Rashard Anderson

No. 46
- Position: Cornerback

Personal information
- Born: June 14, 1977 Forest, Mississippi, U.S.
- Died: July 13, 2022 (aged 45)
- Listed height: 6 ft 2 in (1.88 m)
- Listed weight: 204 lb (93 kg)

Career information
- High school: Forest (MS)
- College: Jackson State (1996–1999)
- NFL draft: 2000: 1st round, 23rd overall pick

Career history
- Carolina Panthers (2000–2004); Calgary Stampeders (2005)*;
- * Offseason and/or practice squad member only

Career NFL statistics
- Total tackles: 75
- Forced fumbles: 1
- Fumble recoveries: 3
- Pass deflections: 6
- Interceptions: 1
- Defensive touchdowns: 1
- Stats at Pro Football Reference

= Rashard Anderson =

American gridiron football player (1977–2022)

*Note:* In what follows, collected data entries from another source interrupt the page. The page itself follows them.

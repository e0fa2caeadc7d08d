//! blockscope capture pipeline.
//!
//! Watches a chain's mempool through redundant node endpoints, correlates
//! newly produced blocks against the local view, and persists per-block fee
//! economics when the view was complete enough to serve as ground truth.

/// Node capability trait and the HTTP JSON-RPC implementation.
pub mod client;
/// Runtime configuration and validation.
pub mod config;
/// Block detection, capture-rate gating and record building.
pub mod correlator;
/// Crash-safe read-modify-write persistence of the dataset.
pub mod dataset;
/// Tick-level error taxonomy.
pub mod error;
/// Mempool state tracking with TTL eviction.
pub mod mempool;
/// Redundant endpoint pool with the two failover disciplines.
pub mod pool;
/// The capture loop.
pub mod orchestrator;

#[cfg(test)]
pub(crate) mod test_utils;

pub use client::{
    BlockData, HttpNodeClient, NodeClient, PendingTransaction, TransactionReceipt, TransportError,
};
pub use config::{ConfigError, ObserverConfig};
pub use correlator::{BlockCorrelator, TickOutcome};
pub use dataset::{DatasetError, DatasetWriter};
pub use error::TickError;
pub use mempool::{MempoolTracker, TrackedTransaction};
pub use orchestrator::Orchestrator;
pub use pool::{EndpointPool, PoolError};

Rashard T. Anderson (June 14, 1977 – July 13, 2022) was an American professional football player who was a cornerback for two seasons in the National Football League (NFL). He played for the Carolina Panthers from 2000 to 2001. He played college football for the Jackson State Tigers.

==Early life==
Anderson was born in Forest, Mississippi, on June 14, 1977. He attended Forest High School in his hometown. He then studied at Jackson State University (JSU), where he played cornerback for the Tigers from 1996 to 1999. He played a role in the Tigers winning the 1996 Southwestern Athletic Conference (SWAC) Championship and the 1999 SWAC Eastern Division title. He was subsequently drafted by the Carolina Panthers in the first round (23rd overall selection) of the 2000 NFL draft. He and Sylvester Morris were the second pair from JSU to be selected in the first round of an NFL draft, after Walter Payton and Robert Brazile in 1975.

==Professional career==

Anderson was drafted in the first round of the 2000 NFL Draft. Anderson made his NFL debut with the Panthers on September 3, 2000, at the age of 23, in a 20–17 loss against the Washington Redskins. In his first NFL season, Anderson appeared in 12 games and recorded 21 tackles. He ended the 2001 season with 47 tackles and his only career interception in 15 games. He also finished second in the NFL in fumble return yards (97) after Brian Urlacher and was tied for the most fumble return touchdowns (1).

Anderson was suspended for a year by the NFL on May 23, 2002, for violating the league's substance abuse policy. The suspension was extended for the 2003 season after he failed to meet the requirements for reinstatement. He was ultimately reinstated by the NFL following the 2003 season, and the Panthers immediately released him. Anderson subsequently signed a contract with the Calgary Stampeders of the Canadian Football League in May 2005. However, he was released the following month when the Stampeders cut their roster to the 40-player regular-season limit.

Pre-draft measurables
| Height | Weight | Arm length | Hand span | 40-yard dash | 10-yard split | 20-yard split | 20-yard shuttle | Three-cone drill | Vertical jump | Broad jump |
| 6 ft 2+3⁄8 in (1.89 m) | 206 lb (93 kg) | 33 in (0.84 m) | 10 in (0.25 m) | 4.61 s | 1.58 s | 2.68 s | 4.15 s | 7.18 s | 34.0 in (0.86 m) | 10 ft 3 in (3.12 m) |
All values from NFL Combine

==NFL career statistics==

Legend
|  | Led the league |
| Bold | Career high |

Year: Team; Games; Tackles; Interceptions; Fumbles
GP: GS; Cmb; Solo; Ast; Sck; TFL; Int; Yds; TD; Lng; PD; FF; FR; Yds; TD
2000: CAR; 12; 0; 23; 21; 2; 0.0; 0; 0; 0; 0; 0; 1; 0; 0; 0; 0
2001: CAR; 15; 9; 52; 47; 5; 0.0; 1; 1; 0; 0; 0; 5; 1; 3; 97; 1
Career: 27; 9; 75; 68; 7; 0.0; 1; 1; 0; 0; 0; 6; 1; 3; 97; 1

==Later life==
After retiring from professional football, Anderson was employed as a substitute teacher and was an assistant football coach at Callaway High School and Murrah High School in Jackson. He was inducted into the JSU Sports Hall of Fame.

Anderson died from pancreatic cancer on July 13, 2022, at the age of 45.